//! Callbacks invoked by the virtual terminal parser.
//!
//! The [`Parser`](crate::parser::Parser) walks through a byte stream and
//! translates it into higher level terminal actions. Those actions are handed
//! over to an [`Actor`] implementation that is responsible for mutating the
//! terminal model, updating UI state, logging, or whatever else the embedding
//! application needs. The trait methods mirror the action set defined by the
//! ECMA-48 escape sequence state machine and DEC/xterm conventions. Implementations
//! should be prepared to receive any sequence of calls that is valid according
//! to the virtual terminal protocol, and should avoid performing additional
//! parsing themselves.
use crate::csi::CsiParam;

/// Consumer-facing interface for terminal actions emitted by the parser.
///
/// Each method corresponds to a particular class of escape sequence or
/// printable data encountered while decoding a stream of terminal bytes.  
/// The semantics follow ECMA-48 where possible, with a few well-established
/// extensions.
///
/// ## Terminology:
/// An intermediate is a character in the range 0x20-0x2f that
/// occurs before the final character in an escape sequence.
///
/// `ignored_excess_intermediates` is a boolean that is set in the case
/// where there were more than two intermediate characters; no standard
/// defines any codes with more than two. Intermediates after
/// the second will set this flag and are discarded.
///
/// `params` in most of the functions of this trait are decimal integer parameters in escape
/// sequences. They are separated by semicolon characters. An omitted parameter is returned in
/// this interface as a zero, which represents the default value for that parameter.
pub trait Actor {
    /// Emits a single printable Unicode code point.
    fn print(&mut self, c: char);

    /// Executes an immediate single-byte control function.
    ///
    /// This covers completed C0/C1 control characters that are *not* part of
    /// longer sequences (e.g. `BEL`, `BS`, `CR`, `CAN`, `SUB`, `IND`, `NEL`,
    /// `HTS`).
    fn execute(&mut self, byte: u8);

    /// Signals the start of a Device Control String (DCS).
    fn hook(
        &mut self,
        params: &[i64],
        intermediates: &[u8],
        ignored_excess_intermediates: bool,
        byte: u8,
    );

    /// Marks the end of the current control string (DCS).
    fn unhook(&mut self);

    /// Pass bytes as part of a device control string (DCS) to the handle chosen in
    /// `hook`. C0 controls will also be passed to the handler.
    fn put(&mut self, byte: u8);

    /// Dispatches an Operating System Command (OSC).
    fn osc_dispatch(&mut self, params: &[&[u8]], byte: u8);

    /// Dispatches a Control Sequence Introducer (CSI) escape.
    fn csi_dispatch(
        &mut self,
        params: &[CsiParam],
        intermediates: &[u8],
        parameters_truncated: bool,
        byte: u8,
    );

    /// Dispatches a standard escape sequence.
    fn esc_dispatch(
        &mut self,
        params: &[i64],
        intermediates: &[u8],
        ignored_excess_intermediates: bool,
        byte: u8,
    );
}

◇ ◇ ◇ ◇ ◇

● Problem to solve
Each line of the data above is to be set down exactly.

● Exercise solution
//! Callbacks invoked by the virtual terminal parser.
//!
//! The [`Parser`](crate::parser::Parser) walks through a byte stream and
//! translates it into higher level terminal actions. Those actions are handed
//! over to an [`Actor`] implementation that is responsible for mutating the
//! terminal model, updating UI state, logging, or whatever else the embedding
//! application needs. The trait methods mirror the action set defined by the
//! ECMA-48 escape sequence state machine and DEC/xterm conventions. Implementations
//! should be prepared to receive any sequence of calls that is valid according
//! to the virtual terminal protocol, and should avoid performing additional
//! parsing themselves.
use crate::csi::CsiParam;

/// Consumer-facing interface for terminal actions emitted by the parser.
///
/// Each method corresponds to a particular class of escape sequence or
/// printable data encountered while decoding a stream of terminal bytes.  
/// The semantics follow ECMA-48 where possible, with a few well-established
/// extensions.
///
/// ## Terminology:
/// An intermediate is a character in the range 0x20-0x2f that
/// occurs before the final character in an escape sequence.
///
/// `ignored_excess_intermediates` is a boolean that is set in the case
/// where there were more than two intermediate characters; no standard
/// defines any codes with more than two. Intermediates after
/// the second will set this flag and are discarded.
///
/// `params` in most of the functions of this trait are decimal integer parameters in escape
/// sequences. They are separated by semicolon characters. An omitted parameter is returned in
/// this interface as a zero, which represents the default value for that parameter.
pub trait Actor {
    /// Emits a single printable Unicode code point.
    fn print(&mut self, c: char);

    /// Executes an immediate single-byte control function.
    ///
    /// This covers completed C0/C1 control characters that are *not* part of
    /// longer sequences (e.g. `BEL`, `BS`, `CR`, `CAN`, `SUB`, `IND`, `NEL`,
    /// `HTS`).
    fn execute(&mut self, byte: u8);

    /// Signals the start of a Device Control String (DCS).
    fn hook(
        &mut self,
        params: &[i64],
        intermediates: &[u8],
        ignored_excess_intermediates: bool,
        byte: u8,
    );

    /// Marks the end of the current control string (DCS).
    fn unhook(&mut self);

    /// Pass bytes as part of a device control string (DCS) to the handle chosen in
    /// `hook`. C0 controls will also be passed to the handler.
    fn put(&mut self, byte: u8);

    /// Dispatches an Operating System Command (OSC).
    fn osc_dispatch(&mut self, params: &[&[u8]], byte: u8);

    /// Dispatches a Control Sequence Introducer (CSI) escape.
    fn csi_dispatch(
        &mut self,
        params: &[CsiParam],
        intermediates: &[u8],
        parameters_truncated: bool,
        byte: u8,
    );

    /// Dispatches a standard escape sequence.
    fn esc_dispatch(
        &mut self,
        params: &[i64],
        intermediates: &[u8],
        ignored_excess_intermediates: bool,
        byte: u8,
    );
}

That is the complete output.